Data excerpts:
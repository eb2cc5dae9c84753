// Copyright (c) 2025 Felix Kahle.
//
// Permission is hereby granted, free of charge, to any person obtaining
// a copy of this software and associated documentation files (the
// "Software"), to deal in the Software without restriction, including
// without limitation the rights to use, copy, modify, merge, publish,
// distribute, sublicense, and/or sell copies of the Software, and to
// permit persons to whom the Software is furnished to do so, subject to
// the following conditions:
//
// The above copyright notice and this permission notice shall be
// included in all copies or substantial portions of the Software.
//
// THE SOFTWARE IS PROVIDED "AS IS", WITHOUT WARRANTY OF ANY KIND,
// EXPRESS OR IMPLIED, INCLUDING BUT NOT LIMITED TO THE WARRANTIES OF
// MERCHANTABILITY, FITNESS FOR A PARTICULAR PURPOSE AND
// NONINFRINGEMENT. IN NO EVENT SHALL THE AUTHORS OR COPYRIGHT HOLDERS BE
// LIABLE FOR ANY CLAIM, DAMAGES OR OTHER LIABILITY, WHETHER IN AN ACTION
// OF CONTRACT, TORT OR OTHERWISE, ARISING FROM, OUT OF OR IN CONNECTION
// WITH THE SOFTWARE OR THE USE OR OTHER DEALINGS IN THE SOFTWARE.

//! # Decision Model
//!
//! Translates a calendar, roster, and configuration into the immutable
//! constraint model consumed by the search engine.
//!
//! The variable space is the boolean grid `x[staff, day]`, flattened
//! staff-major so `VarIndex = staff * num_days + day`. Every rule is encoded
//! in a single normal form, the [`CardinalityConstraint`]
//! `lo <= sum(vars) <= hi`:
//!
//! - daily coverage: `lo = hi = staff_per_day` over a day's column;
//! - minimum spacing: `hi = 1` over each sliding window of a staff row;
//! - monthly quota: `hi = max_per_month` over a staff row's month slice;
//! - fairness bands: `[lo, hi]` over a staff row (all days, weekend days);
//! - specialty exclusivity: `hi = 1` over a specialty's column entries.
//!
//! Unavailability (vacations and individual blocks) does not generate
//! constraint rows; it becomes a list of variables pre-fixed to false that
//! the engine applies at the root of search.
//!
//! Fairness bands divide the duty total among the *effectively available*
//! staff: members whose unavailability covers the entire range are excluded
//! from the divisor and receive no band rows (their variables are all fixed
//! false already). Partial unavailability does not shrink a member's band;
//! if vacations make a band unreachable the model is simply infeasible and
//! the engine proves it.
//!
//! The model is built once per run and never mutated after the search
//! engine begins, which is what makes parallel search over it safe.

use crate::{
    calendar::{Calendar, DayKind},
    config::ScheduleConfig,
    index::{ConstraintIndex, DayIndex, StaffIndex, VarIndex},
    roster::Roster,
};
use smallvec::SmallVec;

/// A cardinality bound `lo <= sum(vars) <= hi` over a set of boolean
/// decision variables.
#[derive(Clone, Debug, PartialEq, Eq)]
pub struct CardinalityConstraint {
    vars: Vec<VarIndex>,
    lo: u32,
    hi: u32,
}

WHAT THE TASK ASKS: Write the entries above out again. Match them exactly.

TASK ANSWER:
repository eb2cc5dae9c84753
// Copyright (c) 2025 Felix Kahle.
//
// Permission is hereby granted, free of charge, to any person obtaining
// a copy of this software and associated documentation files (the
// "Software"), to deal in the Software without restriction, including
// without limitation the rights to use, copy, modify, merge, publish,
// distribute, sublicense, and/or sell copies of the Software, and to
// permit persons to whom the Software is furnished to do so, subject to
// the following conditions:
//
// The above copyright notice and this permission notice shall be
// included in all copies or substantial portions of the Software.
//
// THE SOFTWARE IS PROVIDED "AS IS", WITHOUT WARRANTY OF ANY KIND,
// EXPRESS OR IMPLIED, INCLUDING BUT NOT LIMITED TO THE WARRANTIES OF
// MERCHANTABILITY, FITNESS FOR A PARTICULAR PURPOSE AND
// NONINFRINGEMENT. IN NO EVENT SHALL THE AUTHORS OR COPYRIGHT HOLDERS BE
// LIABLE FOR ANY CLAIM, DAMAGES OR OTHER LIABILITY, WHETHER IN AN ACTION
// OF CONTRACT, TORT OR OTHERWISE, ARISING FROM, OUT OF OR IN CONNECTION
// WITH THE SOFTWARE OR THE USE OR OTHER DEALINGS IN THE SOFTWARE.

//! # Decision Model
//!
//! Translates a calendar, roster, and configuration into the immutable
//! constraint model consumed by the search engine.
//!
//! The variable space is the boolean grid `x[staff, day]`, flattened
//! staff-major so `VarIndex = staff * num_days + day`. Every rule is encoded
//! in a single normal form, the [`CardinalityConstraint`]
//! `lo <= sum(vars) <= hi`:
//!
//! - daily coverage: `lo = hi = staff_per_day` over a day's column;
//! - minimum spacing: `hi = 1` over each sliding window of a staff row;
//! - monthly quota: `hi = max_per_month` over a staff row's month slice;
//! - fairness bands: `[lo, hi]` over a staff row (all days, weekend days);
//! - specialty exclusivity: `hi = 1` over a specialty's column entries.
//!
//! Unavailability (vacations and individual blocks) does not generate
//! constraint rows; it becomes a list of variables pre-fixed to false that
//! the engine applies at the root of search.
//!
//! Fairness bands divide the duty total among the *effectively available*
//! staff: members whose unavailability covers the entire range are excluded
//! from the divisor and receive no band rows (their variables are all fixed
//! false already). Partial unavailability does not shrink a member's band;
//! if vacations make a band unreachable the model is simply infeasible and
//! the engine proves it.
//!
//! The model is built once per run and never mutated after the search
//! engine begins, which is what makes parallel search over it safe.

use crate::{
    calendar::{Calendar, DayKind},
    config::ScheduleConfig,
    index::{ConstraintIndex, DayIndex, StaffIndex, VarIndex},
    roster::Roster,
};
use smallvec::SmallVec;

/// A cardinality bound `lo <= sum(vars) <= hi` over a set of boolean
/// decision variables.
#[derive(Clone, Debug, PartialEq, Eq)]
pub struct CardinalityConstraint {
    vars: Vec<VarIndex>,
    lo: u32,
    hi: u32,
}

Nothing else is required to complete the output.